E se a lua acendia uma faísca que deixava uma nesga de céu escuro a refulgir, aproveitava para ler o que a opacidade nocturna desalinhava. Entrava fundo dentro da noite, naquelas noites em que a insónia derrotava o sono – mesmo nos dias em que o corpo se arrastava preso ao seu cansaço. Teimava em ler os ténues sinais que irradiavam da penumbra lunar. Talvez aí residisse o segredo, talvez aí se amanhassem as águas límpidas a brotar do manancial serrano, as cobiçadas águas resplandecentes na sua gélida temperatura. A fonte contendo o nutriente para um devir diferente.


Era o almanaque. Com mapas e tudo, uma bússola infalível, respostas magicamente dispostas que as tantas interrogações sucumbiam no seu cansaço. Nem os aterradores labirintos resistiam àquela distinção. Tudo embelezado com a nitidez dos dias ventosos que limpam do horizonte todos os vestígios de neblina. Era nesses dias que a noite demorava, exactamente como se o pôr-do-sol fosse adiado. Até que as resoluções estivessem cumpridas. Até que já não houvesse sequer significado para a palavra arrependimento.

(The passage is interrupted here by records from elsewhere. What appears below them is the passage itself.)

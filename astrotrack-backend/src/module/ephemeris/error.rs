//! Error taxonomy of the acquisition pipeline

use thiserror::Error;

/// Why a payload could not be turned into a position vector.
#[derive(Debug, Clone, PartialEq, Error)]
pub enum ParseError {
    #[error("start marker {0} not found in payload")]
    MissingStartMarker(&'static str),

    #[error("end marker {0} not found after start marker")]
    MissingEndMarker(&'static str),

    #[error("no data rows between markers")]
    Empty,

    #[error("no known table layout matched the data rows")]
    UnrecognizedLayout,

    #[error("{axis} component {raw:?} is not a finite number")]
    NonFinite { axis: char, raw: String },
}

/// A single failed attempt. Every variant is retried.
#[derive(Debug, Clone, PartialEq, Error)]
pub enum FetchError {
    #[error("transport error: {0}")]
    Transport(String),

    #[error("request timed out after {0}s")]
    Timeout(u64),

    #[error("HTTP error {0}")]
    Status(u16),

    #[error("upstream error: {0}")]
    Upstream(String),

    #[error("parse error: {0}")]
    Parse(#[from] ParseError),
}

/// Hard failure surfaced to callers of the cache gate.
#[derive(Debug, Clone, PartialEq, Error)]
pub enum AcquireError {
    #[error("no position data available: all {attempted} bodies failed ({last_error})")]
    NoData { attempted: usize, last_error: String },
}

Só que esse lugar não pertencia a este lugar. Era um idílico lugar onde a perfeição das coisas se consome na sua impossibilidade. Falsamente idílico, um odor que só tinha a aparência de perfume, só a anestesiar os sentidos. Era uma dimensão onde a inércia do corpo se transformava em arremedo de absolutas, fantásticas realizações. Que a experiência dos sentidos desmentia com o fragor dos desapiedados mentores da franqueza. Percebia que pertencia a um lugar que não existia. O pior era entender que o exílio de que andava em demanda era um lugar exemplar, onde o corpo, quando despertava dos sonhos acordados, esbarrava com um estampido doloroso.

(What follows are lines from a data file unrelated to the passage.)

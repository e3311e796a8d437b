use serde::{Deserialize, Serialize};

/// Coordinate origin of every batch.
pub const CENTER: &str = "Sun";
/// Reference plane of every batch.
pub const REF_PLANE: &str = "ECLIPTIC";
/// Distance unit of every stored coordinate.
pub const DISTANCE_UNIT: &str = "AU";

/// Which registry list a body came from
#[derive(Debug, Clone, Copy, PartialEq, Eq, Hash, Serialize, Deserialize)]
pub enum BodyKind {
    /// One of the fixed planets or the outer-system barycenter
    #[serde(rename = "major")]
    Major,
    /// A body supplied through configuration
    #[serde(rename = "auxiliary")]
    Auxiliary,
}

impl BodyKind {
    pub fn as_str(&self) -> &'static str {
        match self {
            BodyKind::Major => "major",
            BodyKind::Auxiliary => "auxiliary",
        }
    }
}

impl std::fmt::Display for BodyKind {
    fn fmt(&self, f: &mut std::fmt::Formatter<'_>) -> std::fmt::Result {
        write!(f, "{}", self.as_str())
    }
}

/// One successfully acquired position, Sun-centered ecliptic J2000, in AU.
#[derive(Debug, Clone, PartialEq, Serialize, Deserialize)]
pub struct PositionSample {
    pub name: String,
    /// Numeric designator; absent for bodies resolved by name
    #[serde(default, skip_serializing_if = "Option::is_none")]
    pub id: Option<u32>,
    #[serde(rename = "type")]
    pub kind: BodyKind,
    pub x: f64,
    pub y: f64,
    pub z: f64,
}

/// A body whose every acquisition attempt failed.
#[derive(Debug, Clone, PartialEq, Serialize, Deserialize)]
pub struct AcquisitionFailure {
    pub name: String,
    #[serde(default, skip_serializing_if = "Option::is_none")]
    pub id: Option<u32>,
    /// Diagnostic text only, never parsed downstream
    pub error: String,
}

#[derive(Debug, Clone, PartialEq, Eq, Serialize, Deserialize)]
pub struct Units {
    pub distance: String,
}

impl Default for Units {
    fn default() -> Self {
        Self {
            distance: DISTANCE_UNIT.to_string(),
        }
    }
}

/// One consistent set of positions captured at a single nominal instant.
#[derive(Debug, Clone, PartialEq, Serialize, Deserialize)]
pub struct PositionBatch {
    /// Instant used for every query of the batch, e.g. "2025-Jan-05 07:03:09"
    pub timestamp_utc: String,
    pub center: String,
    pub ref_plane: String,
    pub units: Units,
    /// Successful samples, in registry order
    pub bodies: Vec<PositionSample>,
    /// Exhausted bodies, in registry order
    pub failed: Vec<AcquisitionFailure>,
    /// Set when serving a previous batch because a refresh produced nothing
    #[serde(default, skip_serializing_if = "std::ops::Not::not")]
    pub stale: bool,
    #[serde(default, skip_serializing_if = "Vec::is_empty")]
    pub warnings: Vec<String>,
}

impl PositionBatch {
    pub fn new(
        timestamp_utc: impl Into<String>,
        bodies: Vec<PositionSample>,
        failed: Vec<AcquisitionFailure>,
    ) -> Self {
        Self {
            timestamp_utc: timestamp_utc.into(),
            center: CENTER.to_string(),
            ref_plane: REF_PLANE.to_string(),
            units: Units::default(),
            bodies,
            failed,
            stale: false,
            warnings: Vec::new(),
        }
    }

    /// Copy of this batch flagged as outdated, with `warning` appended.
    pub fn to_stale(&self, warning: impl Into<String>) -> Self {
        let mut batch = self.clone();
        batch.stale = true;
        batch.warnings.push(warning.into());
        batch
    }

    pub fn find_body(&self, name: &str) -> Option<&PositionSample> {
        self.bodies.iter().find(|b| b.name == name)
    }
}

/// Body of a service-unavailable response.
#[derive(Debug, Clone, PartialEq, Eq, Serialize, Deserialize)]
pub struct UnavailableResponse {
    pub error: String,
    #[serde(default, skip_serializing_if = "Option::is_none")]
    pub retry_after_secs: Option<u64>,
}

O mal era a noite aterrar sempre que era indesejada. Logo quando quase tudo o que era ambicionado estava à mão de semear. Só que vinha a noite, como a maré que esbraceja ao beijar a areia e arruína, sem compaixão, o castelo que tinha levado tanto tempo a erguer. Sobravam os muitos planos, armazenados na biblioteca das memórias. Uma quimera apenas, pois as paredes da biblioteca ocultavam todas as nódoas coleccionadas através dos tempos. Mas da boca persistia o dizer, repetido à exaustão, como se fosse o dogma em que se encerrava: há-de a noite chegar. Mas antes faria cumprir a centelha que se desprende dos dias claros.